Stored data entries
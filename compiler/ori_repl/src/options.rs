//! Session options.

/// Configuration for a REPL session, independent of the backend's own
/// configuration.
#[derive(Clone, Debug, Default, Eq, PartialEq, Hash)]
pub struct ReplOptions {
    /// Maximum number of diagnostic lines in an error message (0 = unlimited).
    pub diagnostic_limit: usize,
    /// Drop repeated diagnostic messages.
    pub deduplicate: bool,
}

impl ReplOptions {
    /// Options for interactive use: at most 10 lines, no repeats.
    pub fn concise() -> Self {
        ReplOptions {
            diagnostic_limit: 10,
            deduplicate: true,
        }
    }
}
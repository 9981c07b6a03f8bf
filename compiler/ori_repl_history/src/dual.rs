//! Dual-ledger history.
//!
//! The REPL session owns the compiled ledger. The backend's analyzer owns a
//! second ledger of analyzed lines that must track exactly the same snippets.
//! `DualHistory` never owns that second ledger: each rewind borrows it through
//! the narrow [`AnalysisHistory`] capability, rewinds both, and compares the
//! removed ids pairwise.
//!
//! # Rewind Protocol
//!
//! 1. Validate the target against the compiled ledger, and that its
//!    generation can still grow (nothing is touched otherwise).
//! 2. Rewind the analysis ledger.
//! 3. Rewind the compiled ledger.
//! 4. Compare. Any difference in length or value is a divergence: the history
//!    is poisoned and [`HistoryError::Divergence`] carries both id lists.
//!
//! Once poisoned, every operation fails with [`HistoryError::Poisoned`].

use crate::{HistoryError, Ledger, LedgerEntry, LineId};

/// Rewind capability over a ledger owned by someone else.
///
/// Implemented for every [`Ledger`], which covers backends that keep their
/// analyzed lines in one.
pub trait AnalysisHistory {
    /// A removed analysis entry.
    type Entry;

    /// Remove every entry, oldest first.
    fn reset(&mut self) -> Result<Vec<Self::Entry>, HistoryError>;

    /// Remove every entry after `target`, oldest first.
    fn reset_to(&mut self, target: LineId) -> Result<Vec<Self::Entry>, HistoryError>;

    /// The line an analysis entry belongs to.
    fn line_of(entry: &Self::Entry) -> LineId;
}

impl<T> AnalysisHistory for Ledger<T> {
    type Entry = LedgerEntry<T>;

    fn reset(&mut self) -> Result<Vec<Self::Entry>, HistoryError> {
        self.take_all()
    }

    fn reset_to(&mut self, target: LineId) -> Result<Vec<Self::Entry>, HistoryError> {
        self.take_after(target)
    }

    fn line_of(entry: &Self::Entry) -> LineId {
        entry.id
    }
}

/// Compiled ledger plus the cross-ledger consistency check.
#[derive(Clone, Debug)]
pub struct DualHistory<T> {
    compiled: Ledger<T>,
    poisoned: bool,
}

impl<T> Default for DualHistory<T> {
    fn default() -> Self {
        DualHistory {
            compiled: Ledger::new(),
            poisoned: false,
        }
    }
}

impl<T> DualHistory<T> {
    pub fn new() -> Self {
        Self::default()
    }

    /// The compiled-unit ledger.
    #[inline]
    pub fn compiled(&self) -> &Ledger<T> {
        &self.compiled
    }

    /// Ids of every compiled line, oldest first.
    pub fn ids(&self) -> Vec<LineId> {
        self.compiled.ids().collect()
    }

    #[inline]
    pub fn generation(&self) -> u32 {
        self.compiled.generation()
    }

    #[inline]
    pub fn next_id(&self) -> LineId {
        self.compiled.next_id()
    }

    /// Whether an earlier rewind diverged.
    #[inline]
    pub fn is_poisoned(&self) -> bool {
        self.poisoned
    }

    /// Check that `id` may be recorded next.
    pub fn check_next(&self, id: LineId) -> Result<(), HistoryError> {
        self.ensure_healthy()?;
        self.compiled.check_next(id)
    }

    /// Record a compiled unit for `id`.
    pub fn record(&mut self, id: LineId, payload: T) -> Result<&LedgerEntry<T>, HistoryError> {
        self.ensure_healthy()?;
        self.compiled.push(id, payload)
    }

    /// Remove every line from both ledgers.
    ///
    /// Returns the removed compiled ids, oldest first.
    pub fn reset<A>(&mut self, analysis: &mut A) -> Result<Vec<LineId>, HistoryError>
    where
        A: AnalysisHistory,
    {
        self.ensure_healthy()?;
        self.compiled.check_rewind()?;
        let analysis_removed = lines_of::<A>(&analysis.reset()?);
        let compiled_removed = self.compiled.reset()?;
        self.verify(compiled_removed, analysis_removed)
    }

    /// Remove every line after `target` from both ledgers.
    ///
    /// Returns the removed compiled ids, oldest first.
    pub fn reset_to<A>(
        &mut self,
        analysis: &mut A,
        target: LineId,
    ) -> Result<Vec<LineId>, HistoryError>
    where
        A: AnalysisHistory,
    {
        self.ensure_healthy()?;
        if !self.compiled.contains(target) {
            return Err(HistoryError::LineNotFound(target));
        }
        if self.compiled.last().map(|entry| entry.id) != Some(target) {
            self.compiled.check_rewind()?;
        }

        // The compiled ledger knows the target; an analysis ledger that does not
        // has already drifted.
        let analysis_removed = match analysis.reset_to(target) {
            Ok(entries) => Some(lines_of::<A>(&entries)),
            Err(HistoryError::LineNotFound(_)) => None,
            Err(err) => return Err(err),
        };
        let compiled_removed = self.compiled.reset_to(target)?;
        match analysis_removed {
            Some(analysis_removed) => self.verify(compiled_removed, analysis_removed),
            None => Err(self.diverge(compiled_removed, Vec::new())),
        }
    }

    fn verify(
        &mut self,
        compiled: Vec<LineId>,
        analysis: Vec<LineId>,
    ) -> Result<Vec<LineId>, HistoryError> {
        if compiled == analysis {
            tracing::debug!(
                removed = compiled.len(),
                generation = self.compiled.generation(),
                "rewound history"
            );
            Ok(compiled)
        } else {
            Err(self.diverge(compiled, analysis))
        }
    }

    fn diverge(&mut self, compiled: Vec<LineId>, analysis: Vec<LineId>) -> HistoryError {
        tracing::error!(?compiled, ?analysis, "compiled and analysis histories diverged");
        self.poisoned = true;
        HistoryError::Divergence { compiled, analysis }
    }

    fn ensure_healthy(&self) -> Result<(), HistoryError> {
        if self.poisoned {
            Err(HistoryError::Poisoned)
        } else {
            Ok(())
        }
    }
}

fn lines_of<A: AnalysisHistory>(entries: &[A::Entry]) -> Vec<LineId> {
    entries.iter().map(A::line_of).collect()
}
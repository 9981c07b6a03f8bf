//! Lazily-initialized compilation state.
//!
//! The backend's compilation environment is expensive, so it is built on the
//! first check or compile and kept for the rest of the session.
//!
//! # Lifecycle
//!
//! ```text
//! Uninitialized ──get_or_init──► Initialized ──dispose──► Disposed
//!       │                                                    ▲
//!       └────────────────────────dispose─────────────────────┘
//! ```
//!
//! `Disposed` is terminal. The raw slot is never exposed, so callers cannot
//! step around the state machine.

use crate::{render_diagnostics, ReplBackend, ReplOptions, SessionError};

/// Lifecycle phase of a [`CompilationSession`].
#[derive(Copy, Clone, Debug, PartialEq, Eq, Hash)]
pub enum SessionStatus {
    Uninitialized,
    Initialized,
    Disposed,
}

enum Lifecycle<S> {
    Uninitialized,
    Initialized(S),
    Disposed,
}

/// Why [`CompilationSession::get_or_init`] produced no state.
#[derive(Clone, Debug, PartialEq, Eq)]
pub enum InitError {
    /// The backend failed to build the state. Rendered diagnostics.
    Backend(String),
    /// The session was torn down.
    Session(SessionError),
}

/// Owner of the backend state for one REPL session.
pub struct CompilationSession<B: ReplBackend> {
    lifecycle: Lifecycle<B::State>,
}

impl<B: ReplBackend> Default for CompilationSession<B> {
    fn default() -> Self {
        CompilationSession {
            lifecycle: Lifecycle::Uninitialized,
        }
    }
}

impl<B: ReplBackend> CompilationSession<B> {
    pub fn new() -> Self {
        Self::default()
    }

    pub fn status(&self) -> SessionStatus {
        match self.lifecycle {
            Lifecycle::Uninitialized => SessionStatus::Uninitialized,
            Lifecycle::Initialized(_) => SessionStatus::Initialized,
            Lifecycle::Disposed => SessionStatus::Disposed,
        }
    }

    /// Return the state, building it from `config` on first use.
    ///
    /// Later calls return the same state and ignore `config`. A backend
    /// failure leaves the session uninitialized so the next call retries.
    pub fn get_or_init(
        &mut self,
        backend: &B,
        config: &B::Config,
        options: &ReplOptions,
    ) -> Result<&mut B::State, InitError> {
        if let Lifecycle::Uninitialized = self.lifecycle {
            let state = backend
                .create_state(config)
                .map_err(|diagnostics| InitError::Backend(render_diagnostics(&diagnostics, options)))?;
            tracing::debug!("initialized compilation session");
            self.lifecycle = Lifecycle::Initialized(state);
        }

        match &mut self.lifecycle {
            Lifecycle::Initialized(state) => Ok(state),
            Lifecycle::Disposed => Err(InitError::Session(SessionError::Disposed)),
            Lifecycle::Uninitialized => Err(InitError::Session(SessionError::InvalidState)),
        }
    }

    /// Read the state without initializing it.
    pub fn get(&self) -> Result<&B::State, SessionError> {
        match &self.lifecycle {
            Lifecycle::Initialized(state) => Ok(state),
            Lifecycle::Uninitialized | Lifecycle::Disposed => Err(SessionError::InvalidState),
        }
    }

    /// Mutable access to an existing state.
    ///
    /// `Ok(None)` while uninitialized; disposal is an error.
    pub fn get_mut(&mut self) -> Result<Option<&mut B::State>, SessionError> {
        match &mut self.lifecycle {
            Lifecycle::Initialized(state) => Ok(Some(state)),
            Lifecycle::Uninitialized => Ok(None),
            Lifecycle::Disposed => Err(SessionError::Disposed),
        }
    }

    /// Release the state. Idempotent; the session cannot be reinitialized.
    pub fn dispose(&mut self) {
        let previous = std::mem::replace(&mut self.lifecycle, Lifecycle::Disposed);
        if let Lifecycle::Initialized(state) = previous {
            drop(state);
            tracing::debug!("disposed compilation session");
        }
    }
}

==

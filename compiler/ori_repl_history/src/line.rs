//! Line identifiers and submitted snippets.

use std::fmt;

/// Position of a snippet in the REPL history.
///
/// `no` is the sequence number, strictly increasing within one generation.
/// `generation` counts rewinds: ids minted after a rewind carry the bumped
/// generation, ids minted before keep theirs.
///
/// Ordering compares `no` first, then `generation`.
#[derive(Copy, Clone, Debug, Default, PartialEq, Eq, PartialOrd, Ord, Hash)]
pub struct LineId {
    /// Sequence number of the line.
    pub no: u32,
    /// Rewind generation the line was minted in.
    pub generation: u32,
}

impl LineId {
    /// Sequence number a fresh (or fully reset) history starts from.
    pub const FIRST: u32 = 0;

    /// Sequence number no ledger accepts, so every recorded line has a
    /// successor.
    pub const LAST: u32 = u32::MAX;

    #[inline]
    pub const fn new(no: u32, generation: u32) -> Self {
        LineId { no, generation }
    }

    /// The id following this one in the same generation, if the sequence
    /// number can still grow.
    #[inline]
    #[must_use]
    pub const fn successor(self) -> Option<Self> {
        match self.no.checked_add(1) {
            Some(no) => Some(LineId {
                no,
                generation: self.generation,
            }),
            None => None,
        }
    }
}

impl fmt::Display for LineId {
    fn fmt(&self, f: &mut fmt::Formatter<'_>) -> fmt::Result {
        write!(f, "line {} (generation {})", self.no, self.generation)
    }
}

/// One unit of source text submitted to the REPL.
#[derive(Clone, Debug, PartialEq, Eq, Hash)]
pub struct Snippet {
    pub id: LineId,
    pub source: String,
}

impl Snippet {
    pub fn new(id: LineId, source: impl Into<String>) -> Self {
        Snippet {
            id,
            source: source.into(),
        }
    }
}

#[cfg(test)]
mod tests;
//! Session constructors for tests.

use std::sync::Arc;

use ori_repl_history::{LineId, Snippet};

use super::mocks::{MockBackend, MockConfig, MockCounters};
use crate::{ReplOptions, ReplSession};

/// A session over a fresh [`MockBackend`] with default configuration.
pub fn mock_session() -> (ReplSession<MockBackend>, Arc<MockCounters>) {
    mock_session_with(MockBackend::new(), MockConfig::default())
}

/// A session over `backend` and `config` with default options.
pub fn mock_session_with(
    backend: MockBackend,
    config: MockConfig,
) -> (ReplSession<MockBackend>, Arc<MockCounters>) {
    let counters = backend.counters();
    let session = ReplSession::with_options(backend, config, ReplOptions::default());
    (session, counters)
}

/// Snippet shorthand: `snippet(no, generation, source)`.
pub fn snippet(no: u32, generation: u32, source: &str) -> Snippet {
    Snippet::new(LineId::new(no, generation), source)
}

---

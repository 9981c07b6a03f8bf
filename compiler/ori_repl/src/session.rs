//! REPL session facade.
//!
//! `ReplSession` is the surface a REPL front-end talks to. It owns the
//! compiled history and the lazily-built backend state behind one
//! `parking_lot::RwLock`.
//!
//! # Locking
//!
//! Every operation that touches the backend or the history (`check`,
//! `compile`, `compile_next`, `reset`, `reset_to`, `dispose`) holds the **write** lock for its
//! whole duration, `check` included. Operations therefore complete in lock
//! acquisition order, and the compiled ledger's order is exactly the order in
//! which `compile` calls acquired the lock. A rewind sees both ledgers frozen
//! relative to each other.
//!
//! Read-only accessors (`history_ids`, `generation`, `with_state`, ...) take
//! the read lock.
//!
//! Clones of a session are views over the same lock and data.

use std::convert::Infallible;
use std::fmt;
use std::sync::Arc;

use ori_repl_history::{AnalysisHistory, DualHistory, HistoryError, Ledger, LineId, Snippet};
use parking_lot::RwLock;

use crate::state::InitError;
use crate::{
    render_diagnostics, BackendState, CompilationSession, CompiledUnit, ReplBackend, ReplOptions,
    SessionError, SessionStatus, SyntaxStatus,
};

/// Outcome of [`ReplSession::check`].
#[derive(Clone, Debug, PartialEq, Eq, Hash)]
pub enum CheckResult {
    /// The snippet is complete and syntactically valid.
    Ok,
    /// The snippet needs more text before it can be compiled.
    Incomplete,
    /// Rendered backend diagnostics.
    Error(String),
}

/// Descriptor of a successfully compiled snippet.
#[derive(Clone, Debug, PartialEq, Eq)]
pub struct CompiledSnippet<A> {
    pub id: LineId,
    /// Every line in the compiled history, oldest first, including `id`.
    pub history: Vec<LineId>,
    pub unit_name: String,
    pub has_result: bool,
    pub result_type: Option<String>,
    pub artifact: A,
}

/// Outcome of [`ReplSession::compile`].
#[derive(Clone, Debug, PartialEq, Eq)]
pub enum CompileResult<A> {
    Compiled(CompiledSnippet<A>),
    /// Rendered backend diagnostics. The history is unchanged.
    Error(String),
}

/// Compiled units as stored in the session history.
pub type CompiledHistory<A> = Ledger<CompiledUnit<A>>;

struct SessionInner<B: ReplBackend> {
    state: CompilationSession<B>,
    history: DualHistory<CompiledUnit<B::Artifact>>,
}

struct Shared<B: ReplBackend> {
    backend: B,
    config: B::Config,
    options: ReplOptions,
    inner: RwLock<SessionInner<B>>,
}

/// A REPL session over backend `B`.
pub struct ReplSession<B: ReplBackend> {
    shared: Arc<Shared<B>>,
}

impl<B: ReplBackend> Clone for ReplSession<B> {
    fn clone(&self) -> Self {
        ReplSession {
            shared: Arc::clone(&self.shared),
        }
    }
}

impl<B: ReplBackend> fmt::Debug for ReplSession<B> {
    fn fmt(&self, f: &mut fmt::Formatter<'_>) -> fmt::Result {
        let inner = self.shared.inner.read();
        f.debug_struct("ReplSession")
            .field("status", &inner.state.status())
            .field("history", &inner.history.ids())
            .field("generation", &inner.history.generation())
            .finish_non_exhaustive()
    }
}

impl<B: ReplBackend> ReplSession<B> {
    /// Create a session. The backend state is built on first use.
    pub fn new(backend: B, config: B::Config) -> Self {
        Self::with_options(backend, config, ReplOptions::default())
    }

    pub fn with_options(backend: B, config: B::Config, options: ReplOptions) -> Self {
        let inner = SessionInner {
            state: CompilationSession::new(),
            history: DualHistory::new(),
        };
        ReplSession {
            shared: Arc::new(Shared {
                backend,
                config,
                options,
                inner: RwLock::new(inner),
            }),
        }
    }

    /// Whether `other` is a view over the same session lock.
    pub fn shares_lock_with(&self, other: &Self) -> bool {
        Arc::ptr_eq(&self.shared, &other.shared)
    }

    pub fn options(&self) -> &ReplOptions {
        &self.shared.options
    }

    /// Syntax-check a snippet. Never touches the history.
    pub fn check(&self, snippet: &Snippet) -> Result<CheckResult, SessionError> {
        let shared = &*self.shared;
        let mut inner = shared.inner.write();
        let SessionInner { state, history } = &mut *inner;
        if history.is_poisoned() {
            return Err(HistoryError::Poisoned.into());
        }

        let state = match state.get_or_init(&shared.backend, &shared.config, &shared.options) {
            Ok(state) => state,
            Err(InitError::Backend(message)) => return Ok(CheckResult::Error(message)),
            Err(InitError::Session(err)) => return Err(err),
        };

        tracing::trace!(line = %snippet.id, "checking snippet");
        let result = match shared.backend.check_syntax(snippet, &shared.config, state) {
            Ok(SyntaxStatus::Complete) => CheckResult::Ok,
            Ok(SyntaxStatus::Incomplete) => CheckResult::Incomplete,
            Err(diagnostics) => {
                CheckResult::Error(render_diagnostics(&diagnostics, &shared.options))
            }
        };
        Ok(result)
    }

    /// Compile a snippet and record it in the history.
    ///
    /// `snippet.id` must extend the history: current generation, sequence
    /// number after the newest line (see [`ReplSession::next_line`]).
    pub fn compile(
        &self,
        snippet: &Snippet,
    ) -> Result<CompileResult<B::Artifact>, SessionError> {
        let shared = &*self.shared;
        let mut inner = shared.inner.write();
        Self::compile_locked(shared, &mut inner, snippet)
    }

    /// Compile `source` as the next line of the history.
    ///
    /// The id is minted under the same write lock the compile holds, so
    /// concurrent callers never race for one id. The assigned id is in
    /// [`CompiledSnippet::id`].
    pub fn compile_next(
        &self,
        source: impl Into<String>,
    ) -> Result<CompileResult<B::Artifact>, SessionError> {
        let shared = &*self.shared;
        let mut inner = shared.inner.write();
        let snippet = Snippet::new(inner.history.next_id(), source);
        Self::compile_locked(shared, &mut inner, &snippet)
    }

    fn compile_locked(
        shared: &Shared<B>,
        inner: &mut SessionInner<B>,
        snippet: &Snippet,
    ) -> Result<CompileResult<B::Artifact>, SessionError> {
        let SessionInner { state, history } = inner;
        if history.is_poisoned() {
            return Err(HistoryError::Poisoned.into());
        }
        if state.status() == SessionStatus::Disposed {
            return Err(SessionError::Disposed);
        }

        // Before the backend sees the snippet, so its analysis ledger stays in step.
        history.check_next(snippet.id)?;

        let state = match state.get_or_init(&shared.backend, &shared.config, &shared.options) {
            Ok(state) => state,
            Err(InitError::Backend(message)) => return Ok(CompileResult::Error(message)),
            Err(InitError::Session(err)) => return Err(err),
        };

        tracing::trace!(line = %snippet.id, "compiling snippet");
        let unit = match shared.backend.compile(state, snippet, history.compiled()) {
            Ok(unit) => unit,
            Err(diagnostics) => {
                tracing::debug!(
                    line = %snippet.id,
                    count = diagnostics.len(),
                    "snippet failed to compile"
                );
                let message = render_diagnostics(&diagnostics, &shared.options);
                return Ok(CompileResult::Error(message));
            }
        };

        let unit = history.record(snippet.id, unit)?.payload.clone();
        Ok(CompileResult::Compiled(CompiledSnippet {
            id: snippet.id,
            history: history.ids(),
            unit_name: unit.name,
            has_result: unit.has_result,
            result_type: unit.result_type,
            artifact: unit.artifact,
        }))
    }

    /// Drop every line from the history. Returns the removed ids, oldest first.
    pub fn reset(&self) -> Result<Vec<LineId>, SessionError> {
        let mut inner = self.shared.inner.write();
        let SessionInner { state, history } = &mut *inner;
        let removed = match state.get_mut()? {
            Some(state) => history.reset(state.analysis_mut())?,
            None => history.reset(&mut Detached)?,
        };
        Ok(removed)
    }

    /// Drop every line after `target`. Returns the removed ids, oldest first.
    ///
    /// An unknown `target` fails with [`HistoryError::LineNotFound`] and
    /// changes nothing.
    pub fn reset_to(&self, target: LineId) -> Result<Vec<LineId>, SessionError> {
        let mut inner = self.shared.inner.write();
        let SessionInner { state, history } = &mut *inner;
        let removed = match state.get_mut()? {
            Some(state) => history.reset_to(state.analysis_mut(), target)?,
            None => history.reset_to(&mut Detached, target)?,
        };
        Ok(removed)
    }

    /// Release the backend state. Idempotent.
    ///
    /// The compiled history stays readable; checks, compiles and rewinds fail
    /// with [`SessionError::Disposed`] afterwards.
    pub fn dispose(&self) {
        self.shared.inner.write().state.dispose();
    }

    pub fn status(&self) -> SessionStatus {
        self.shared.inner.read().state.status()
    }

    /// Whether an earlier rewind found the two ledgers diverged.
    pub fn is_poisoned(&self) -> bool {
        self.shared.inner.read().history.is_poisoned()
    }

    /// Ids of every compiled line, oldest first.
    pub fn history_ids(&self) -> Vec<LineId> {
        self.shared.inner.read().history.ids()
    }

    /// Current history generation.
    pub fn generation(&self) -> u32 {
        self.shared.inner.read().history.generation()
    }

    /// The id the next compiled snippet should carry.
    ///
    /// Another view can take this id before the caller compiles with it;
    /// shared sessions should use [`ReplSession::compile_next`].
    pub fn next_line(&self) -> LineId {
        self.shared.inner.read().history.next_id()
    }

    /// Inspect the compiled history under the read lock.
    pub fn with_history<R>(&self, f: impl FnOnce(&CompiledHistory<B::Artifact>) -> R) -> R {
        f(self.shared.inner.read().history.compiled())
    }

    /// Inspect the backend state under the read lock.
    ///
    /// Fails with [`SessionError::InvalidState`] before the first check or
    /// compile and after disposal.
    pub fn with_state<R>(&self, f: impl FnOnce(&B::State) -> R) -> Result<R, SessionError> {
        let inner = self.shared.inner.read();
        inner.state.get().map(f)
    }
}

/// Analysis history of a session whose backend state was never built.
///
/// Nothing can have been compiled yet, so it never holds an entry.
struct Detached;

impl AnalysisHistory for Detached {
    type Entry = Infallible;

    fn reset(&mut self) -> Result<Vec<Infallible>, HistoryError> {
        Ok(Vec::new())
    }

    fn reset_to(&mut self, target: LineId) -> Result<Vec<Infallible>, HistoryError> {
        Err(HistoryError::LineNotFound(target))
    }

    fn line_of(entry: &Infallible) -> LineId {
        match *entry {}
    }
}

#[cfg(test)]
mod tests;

- [What is expected] From the records above, print exactly the lines that run from the line with "self.shared.inner.read().history.ids()" to the line with "type Entry = Infallible;", inclusive.

- [Written answer]
        self.shared.inner.read().history.ids()
    }

    /// Current history generation.
    pub fn generation(&self) -> u32 {
        self.shared.inner.read().history.generation()
    }

    /// The id the next compiled snippet should carry.
    ///
    /// Another view can take this id before the caller compiles with it;
    /// shared sessions should use [`ReplSession::compile_next`].
    pub fn next_line(&self) -> LineId {
        self.shared.inner.read().history.next_id()
    }

    /// Inspect the compiled history under the read lock.
    pub fn with_history<R>(&self, f: impl FnOnce(&CompiledHistory<B::Artifact>) -> R) -> R {
        f(self.shared.inner.read().history.compiled())
    }

    /// Inspect the backend state under the read lock.
    ///
    /// Fails with [`SessionError::InvalidState`] before the first check or
    /// compile and after disposal.
    pub fn with_state<R>(&self, f: impl FnOnce(&B::State) -> R) -> Result<R, SessionError> {
        let inner = self.shared.inner.read();
        inner.state.get().map(f)
    }
}

/// Analysis history of a session whose backend state was never built.
///
/// Nothing can have been compiled yet, so it never holds an entry.
struct Detached;

impl AnalysisHistory for Detached {
    type Entry = Infallible;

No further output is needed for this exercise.